Sechs Tage - sechs Länder. Leben in Zeiten der Eurokrise

Redakteur Peter Heilbrunner und Redakteur Edgar Heinz (stv. für das Team). SWR 2012, Redaktion: SWR 3 / Chefredaktion Hörfunk

epd/Stephan Wallocha

Peter Knetsch, Peter Heilbrunner, Preisträger Hörfunk, Ulrich Fischer

Begründung der Jury

Spanien: Eine junge Frau will Eizellen spenden, sie braucht Geld. Frankreich: Auch gut ausgebildete junge Leute sind ohne Chance auf dem Arbeitsmarkt und fühlen sich ausgegrenzt; die „Generation Prekariat“ wählt rechts- oder linksextreme Parteien. Die Frau von der Krankenkasse formuliert radikal: Das griechische Gesundheitssystem sei aktive Sterbehilfe. Illias, ein Grieche, eröffnet in der estnischen Hauptstadt Tallin ein Restaurant und kann es nicht fassen, wie unbürokratisch und schnell hier Formalitäten erledigt sind. Marco, der italienische IT-Spezialist, hält sich gerade noch so über Wasser und denkt ans Auswandern. In Großbritannien geraten immer mehr Menschen in die Fänge von Kredithaien und damit in die Schuldenspirale. „Sechs Tage – sechs Länder“ ist ein vielfältiger und eindrücklicher Bilderbogen über Menschen und ihren Alltag im Kriseneuropa.

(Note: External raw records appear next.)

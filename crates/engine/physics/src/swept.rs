//! Swept-volume intersection
//!
//! Decides whether two translating octagonal volumes touch at any time during
//! one tick, and over which part of the tick.
//!
//! Each of the five axes is handled independently as a 1-D sweep of B's
//! interval relative to A's. An axis with no relative motion adds no
//! constraint as long as the intervals already overlap; otherwise the pair can
//! never meet. The interacting interval is the intersection of all constrained
//! axes. Because the diagonal axes store positions and velocities with the
//! same `√2` factor, the times they produce are already in tick units.
//!
//! Platforms: when a pair may stand on one another, the platform's top face
//! is raised by a tolerance band on the vertical axis, so a rider hovering a
//! little above still counts as touching.

use glam::Vec3;
use std::ops::{BitOr, BitOrAssign};
use tracing::trace;

use crate::bumper::Bumper;
use crate::oct::{OctAxis, OctBb, OctVec};

/// Default vertical tolerance band for platform contacts
pub const PLATFORM_TOLERANCE: f32 = 50.0;

/// Which members of a pair may act as a platform for the other
#[derive(Clone, Copy, Debug, Default, PartialEq, Eq, Hash)]
pub struct PlatformFlags(u8);

impl PlatformFlags {
    pub const NONE: PlatformFlags = PlatformFlags(0);
    /// The first object may carry the second
    pub const OBJ1: PlatformFlags = PlatformFlags(1);
    /// The second object may carry the first
    pub const OBJ2: PlatformFlags = PlatformFlags(2);
    pub const BOTH: PlatformFlags = PlatformFlags(3);

    /// Flags for a pair given each member's platform capability
    pub fn from_pair(first_is_platform: bool, second_is_platform: bool) -> Self {
        let mut flags = Self::NONE;
        if first_is_platform {
            flags |= Self::OBJ1;
        }
        if second_is_platform {
            flags |= Self::OBJ2;
        }
        flags
    }

    pub fn contains(self, other: PlatformFlags) -> bool {
        self.0 & other.0 == other.0
    }

    pub fn is_empty(self) -> bool {
        self.0 == 0
    }
}

impl BitOr for PlatformFlags {
    type Output = PlatformFlags;

    fn bitor(self, rhs: PlatformFlags) -> PlatformFlags {
        PlatformFlags(self.0 | rhs.0)
    }
}

impl BitOrAssign for PlatformFlags {
    fn bitor_assign(&mut self, rhs: PlatformFlags) {
        self.0 |= rhs.0;
    }
}

/// A volume moving at constant velocity for one tick
#[derive(Clone, Copy, Debug, PartialEq)]
pub struct Motion {
    /// Volume relative to `position`
    pub volume: OctBb,
    pub position: Vec3,
    pub velocity: Vec3,
}

impl Motion {
    pub fn new(volume: OctBb, position: Vec3, velocity: Vec3) -> Self {
        Self {
            volume,
            position,
            velocity,
        }
    }

    pub fn from_bumper(bumper: &Bumper, position: Vec3, velocity: Vec3) -> Self {
        Self::new(OctBb::from_bumper(bumper), position, velocity)
    }

    /// World-space volume at the start of the tick
    pub fn start(&self) -> OctBb {
        self.volume.translate(self.position)
    }

    /// World-space volume at the end of the tick
    pub fn end(&self) -> OctBb {
        self.volume.translate(self.position + self.velocity)
    }
}

/// Result of a successful swept test
#[derive(Clone, Copy, Debug, PartialEq)]
pub struct SweptHit {
    /// First moment of contact, clamped to `[0, 1]`
    pub tmin: f32,
    /// Last moment of contact, clamped to `[0, 1]`
    pub tmax: f32,
    /// Overlap of both swept volumes over `[tmin, tmax]`
    pub overlap: OctBb,
}

/// Outcome of one axis of the sweep
#[derive(Clone, Copy, Debug, PartialEq)]
enum AxisSpan {
    /// No relative motion and already overlapping
    Free,
    /// Overlapping between the two times
    Interval(f32, f32),
    /// The projections never overlap
    Never,
}

/// One pair of 1-D projections to sweep, `(a_lo, a_hi, b_lo, b_hi)`
type Bounds = (f32, f32, f32, f32);

/// Sweep B's interval against A's. `vdiff` is B's velocity relative to A.
///
/// With several variants (platform roles), the widest interval wins.
fn axis_span(variants: &[Bounds], vdiff: f32) -> AxisSpan {
    let finite = variants
        .iter()
        .all(|&(a_lo, a_hi, b_lo, b_hi)| [a_lo, a_hi, b_lo, b_hi].iter().all(|v| v.is_finite()));
    if !vdiff.is_finite() || !finite {
        return AxisSpan::Never;
    }

    if vdiff == 0.0 {
        return static_span(variants);
    }

    let mut tmin = f32::INFINITY;
    let mut tmax = f32::NEG_INFINITY;
    for &(a_lo, a_hi, b_lo, b_hi) in variants {
        // every face of A against every face of B
        let times = [
            (a_lo - b_lo) / vdiff,
            (a_lo - b_hi) / vdiff,
            (a_hi - b_lo) / vdiff,
            (a_hi - b_hi) / vdiff,
        ];
        for t in times {
            // the division overflows for a vanishing vdiff
            if !t.is_finite() {
                return static_span(variants);
            }
            tmin = tmin.min(t);
            tmax = tmax.max(t);
        }
    }

    AxisSpan::Interval(tmin, tmax)
}

/// Span of an axis without relative motion
fn static_span(variants: &[Bounds]) -> AxisSpan {
    let overlapping = variants
        .iter()
        .any(|&(a_lo, a_hi, b_lo, b_hi)| a_lo < b_hi && b_lo < a_hi);
    if overlapping {
        AxisSpan::Free
    } else {
        AxisSpan::Never
    }
}

/// Platform roles that apply to the vertical axis this tick
///
/// A role applies when its flag is set and the rider's bottom is at or above
/// the platform's top at the start or the end of the tick.
fn platform_roles(
    flags: PlatformFlags,
    (a_lo, a_hi, b_lo, b_hi): Bounds,
    vdiff: f32,
) -> (bool, bool) {
    let first_carries =
        flags.contains(PlatformFlags::OBJ1) && (b_lo >= a_hi || b_lo + vdiff >= a_hi);
    let second_carries =
        flags.contains(PlatformFlags::OBJ2) && (a_lo >= b_hi || a_lo >= b_hi + vdiff);
    (first_carries, second_carries)
}

fn vertical_span(bounds: Bounds, vdiff: f32, flags: PlatformFlags, tolerance: f32) -> AxisSpan {
    let (a_lo, a_hi, b_lo, b_hi) = bounds;
    match platform_roles(flags, bounds, vdiff) {
        (false, false) => axis_span(&[bounds], vdiff),
        (true, false) => axis_span(&[(a_lo, a_hi + tolerance, b_lo, b_hi)], vdiff),
        (false, true) => axis_span(&[(a_lo, a_hi, b_lo, b_hi + tolerance)], vdiff),
        (true, true) => axis_span(
            &[
                (a_lo, a_hi + tolerance, b_lo, b_hi),
                (a_lo, a_hi, b_lo, b_hi + tolerance),
            ],
            vdiff,
        ),
    }
}

/// Fold per-axis spans into the interacting interval of the tick
fn combine(spans: impl IntoIterator<Item = AxisSpan>) -> Option<(f32, f32)> {
    let mut tmin = f32::NEG_INFINITY;
    let mut tmax = f32::INFINITY;
    let mut constrained = false;

    for span in spans {
        match span {
            AxisSpan::Never => return None,
            AxisSpan::Free => {}
            AxisSpan::Interval(lo, hi) => {
                tmin = tmin.max(lo);
                tmax = tmax.min(hi);
                constrained = true;
            }
        }
    }

    if !constrained {
        return Some((0.0, 1.0));
    }
    if tmin > tmax || tmax < 0.0 || tmin > 1.0 {
        return None;
    }
    Some((tmin.max(0.0), tmax.min(1.0)))
}

fn swept_overlap(a: &Motion, b: &Motion, tmin: f32, tmax: f32) -> OctBb {
    let swept_a = a.start().swept(a.velocity, tmin, tmax);
    let swept_b = b.start().swept(b.velocity, tmin, tmax);
    swept_a.intersection(&swept_b)
}

/// Test whether two moving volumes interact during the tick
///
/// `flags` marks which members may carry the other; `tolerance` is the
/// platform band height. Returns the clamped contact interval and the overlap
/// of both swept volumes over that interval, or `None` when the pair does not
/// interact (including degenerate volumes and non-finite inputs).
///
/// # Example
/// ```
/// use ember_physics::{intersect_oct_bb, Bumper, Motion, PlatformFlags};
/// use glam::Vec3;
///
/// let bumper = Bumper::cylinder(20.0, 40.0);
/// let a = Motion::from_bumper(&bumper, Vec3::ZERO, Vec3::new(70.0, 0.0, 0.0));
/// let b = Motion::from_bumper(&bumper, Vec3::new(100.0, 0.0, 0.0), Vec3::ZERO);
///
/// let hit = intersect_oct_bb(&a, &b, PlatformFlags::NONE, 50.0).unwrap();
/// assert!((hit.tmin - 60.0 / 70.0).abs() < 1e-4);
/// assert_eq!(hit.tmax, 1.0);
/// ```
pub fn intersect_oct_bb(
    a: &Motion,
    b: &Motion,
    flags: PlatformFlags,
    tolerance: f32,
) -> Option<SweptHit> {
    let src_a = a.start();
    let src_b = b.start();
    if src_a.is_empty() || src_b.is_empty() {
        return None;
    }

    let ovel = OctVec::from_vec3(b.velocity - a.velocity);

    let spans = OctAxis::ALL.map(|axis| {
        let bounds = (
            src_a.mins[axis],
            src_a.maxs[axis],
            src_b.mins[axis],
            src_b.maxs[axis],
        );
        if axis == OctAxis::Z {
            vertical_span(bounds, ovel[axis], flags, tolerance)
        } else {
            axis_span(&[bounds], ovel[axis])
        }
    });

    let (tmin, tmax) = combine(spans)?;
    trace!(tmin, tmax, ?flags, "swept volumes interact");

    Some(SweptHit {
        tmin,
        tmax,
        overlap: swept_overlap(a, b, tmin, tmax),
    })
}

/// Cheaper swept test for small or fast objects
///
/// Each object is reduced to the midpoint of its volume and swept against the
/// other's full volume; the pair interacts when either point enters the other
/// volume, over the union of both intervals. Platform handling matches
/// [`intersect_oct_bb`].
pub fn intersect_oct_bb_close(
    a: &Motion,
    b: &Motion,
    flags: PlatformFlags,
    tolerance: f32,
) -> Option<SweptHit> {
    let src_a = a.start();
    let src_b = b.start();
    if src_a.is_empty() || src_b.is_empty() {
        return None;
    }

    let ovel = OctVec::from_vec3(b.velocity - a.velocity);
    let mids_a = src_a.mids();
    let mids_b = src_b.mids();

    let point_a = OctAxis::ALL.map(|axis| {
        let p = mids_a[axis];
        let bounds = (p, p, src_b.mins[axis], src_b.maxs[axis]);
        if axis == OctAxis::Z {
            vertical_span(bounds, ovel[axis], flags, tolerance)
        } else {
            axis_span(&[bounds], ovel[axis])
        }
    });
    let point_b = OctAxis::ALL.map(|axis| {
        let p = mids_b[axis];
        let bounds = (src_a.mins[axis], src_a.maxs[axis], p, p);
        if axis == OctAxis::Z {
            vertical_span(bounds, ovel[axis], flags, tolerance)
        } else {
            axis_span(&[bounds], ovel[axis])
        }
    });

    let (tmin, tmax) = match (combine(point_a), combine(point_b)) {
        (Some(x), Some(y)) => (x.0.min(y.0), x.1.max(y.1)),
        (Some(x), None) | (None, Some(x)) => x,
        (None, None) => return None,
    };
    trace!(tmin, tmax, ?flags, "close sweep interacts");

    Some(SweptHit {
        tmin,
        tmax,
        overlap: swept_overlap(a, b, tmin, tmax),
    })
}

Banken am Abgrund, Rettungsschirme, Fiskalpakt, Euro und Wirtschaftskrise … Europa hat seit Jahren ein erdrückendes Thema, das hierzulande häufig abstrakt und sehr fern wirkt. In diesem Hörfunkprojekt wird es sehr lebendig und sehr nah: Das Leben, das Überleben in Zeiten der Eurokrise. SWR3 und die Chefredaktion Hörfunk nutzen das öffentlich-rechtliche Pfund: ihre Korrespondenten. 18 kleine Hörstücke aus sechs Ländern sind farbig gestaltete Facetten eines Kaleidoskops, das Ausmaß und Tiefe der Krise in verschiedenen Ländern verdeutlicht. Das persönliche Herausforderungen und staatliche Defizite erkennbar werden lässt. Das Hoffen und Versagen zeigt, originelle Ideen und moralisch zweifelhafte Ideen präsentiert. Das ein Stück Europa und seine derzeitige Krise erlebbar macht und zeigt, wie kluge Programmpolitik auch in einer Popwelle Informationen unterbringt, die gleichsam nebenbei den Blick öffnen für einzelne Menschen, andere Länder, politische Strukturen und Zusammenhänge.